The Fall of Steve Bannon

 

 

 

<--

L’ancien conseiller stratégique de Donald Trump, un moment égérie de certaines figures de la droite radicale européenne, risque la prison pour détournement de fonds. Une descente aux enfers symbolique.

Qui l’eût cru ? On le disait révolutionnaire, artisan de la victoire électorale puis éminence grise de Donald Trump, on le croyait stratège de génie. On avait redouté son influence sur les mouvements populistes européens. Objet de tous les fantasmes en ces temps politiques troublés, Steve Bannon n’était peut-être, finalement, qu’un simple escroc.

L’étoile de l’ex-gourou de l’alt-right américaine avait, il est vrai, sérieusement pâli ces derniers temps. Elle s’est abîmée, jeudi 20 août, devant un tribunal de New York, où Steve Bannon, 66 ans, a été mis en examen pour détournement de fonds, après avoir été interpellé sur le yacht d’un milliardaire chinois exilé. Il a été libéré sous contrôle judiciaire, en échange d’une caution de 5 millions de dollars (4,24 millions d’euros), et risque la prison.

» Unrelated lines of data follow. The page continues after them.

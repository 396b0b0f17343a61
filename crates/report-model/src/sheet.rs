use serde::{Deserialize, Serialize};

use crate::{CellRef, Column, Range, Row};

/// A worksheet: name, rows in display order, and column records.
#[derive(Clone, Debug, Default, PartialEq, Serialize, Deserialize)]
pub struct Sheet {
    pub name: String,
    #[serde(default)]
    pub rows: Vec<Row>,
    #[serde(default)]
    pub columns: Vec<Column>,
}

impl Sheet {
    pub fn new(name: impl Into<String>) -> Self {
        Self {
            name: name.into(),
            ..Default::default()
        }
    }

    /// Append a row and return a handle to it.
    pub fn add_row(&mut self, row: Row) -> &mut Row {
        self.rows.push(row);
        let last = self.rows.len() - 1;
        &mut self.rows[last]
    }

    /// Merged regions implied by the anchor cells' spans at their current positions.
    pub fn merged_ranges(&self) -> Vec<Range> {
        let mut out = Vec::new();
        for (row_idx, row) in self.rows.iter().enumerate() {
            for (col_idx, cell) in row.cells.iter().enumerate() {
                if cell.h_merge == 0 && cell.v_merge == 0 {
                    continue;
                }
                let start = CellRef::new(row_idx as u32, col_idx as u32);
                let end = CellRef::new(start.row + cell.v_merge, start.col + cell.h_merge);
                out.push(Range::new(start, end));
            }
        }
        out
    }
}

L’ironie de l’acte d’accusation n’a échappé à personne à Washington, où l’ex-chef de la campagne du candidat Trump, devenu son conseiller stratégique, avait été la bête noire de l’establishment : Steve Bannon et ses trois acolytes, poursuivis dans la même affaire, sont accusés d’avoir détourné de l’argent collecté auprès du public pour financer la construction du fameux mur anti-immigration sur la frontière mexicaine.

La construction de ce mur était l’une des grandes promesses de la campagne présidentielle de Donald Trump, en 2016. Le Mexique paierait le mur, assurait le candidat, sachant très bien que le Mexique ne paierait pas. Lorsque le Congrès a refusé de voter les fonds nécessaires, les partisans de M. Trump ont fait appel à la générosité des électeurs en lançant la campagne « We Build the Wall ». L’association ainsi créée a rapidement levé auprès de 500 000 donateurs plus de 25 millions de dollars dont, selon le parquet, moins de la moitié a réellement servi à la construction de deux pans de mur, au Texas et au Nouveau-Mexique. Le reste a été utilisé à des fins privées ; Steve Bannon aurait ainsi disposé de 1 million de dollars pour ses dépenses personnelles.

De nombreux commentateurs américains voient dans cet épilogue un symbole de la présidence Trump elle-même et de ses promesses non tenues, alors que son slogan « Make America Great Again » se fracasse sur la crise due au Covid-19, à la veille de l’élection. Promoteur du concept des « faits alternatifs » dans une ère médiatique où la vérité a été particulièrement malmenée, Steve Bannon a rejoint la cohorte d’amis ou d’anciens amis du président aujourd’hui en délicatesse avec la justice. Donald Trump a accueilli la nouvelle de sa mise en examen en indiquant froidement qu’il ne le voyait plus depuis longtemps ; le conseiller stratégique avait été écarté de la Maison Blanche au bout de sept mois.

Steve Bannon avait ensuite jeté son dévolu sur la droite radicale européenne. Il ambitionnait de l’unifier dans un grand mouvement qui devait mettre à bas l’Union européenne, à l’occasion des élections européennes de mai 2019. « Les mouvements de droite populiste et nationaliste vont gagner, avait-il prédit. Ils vont gouverner. » Certains, comme Marion Maréchal ex-Le Pen et Marine Le Pen, qui salua son discours « instructif et enthousiasmant » au congrès du Front national auquel elle l’avait invité, en 2018, crurent trouver là la recette du modèle Trump à reproduire. Mais l’Europe n’est pas l’Amérique. Le Hongrois Viktor Orban et l’Italien Matteo Salvini se contentèrent de le rencontrer. Les extrémistes allemands et scandinaves le trouvèrent trop sulfureux. Steve Bannon remballa ses mythes « enthousiasmants », et on l’oublia.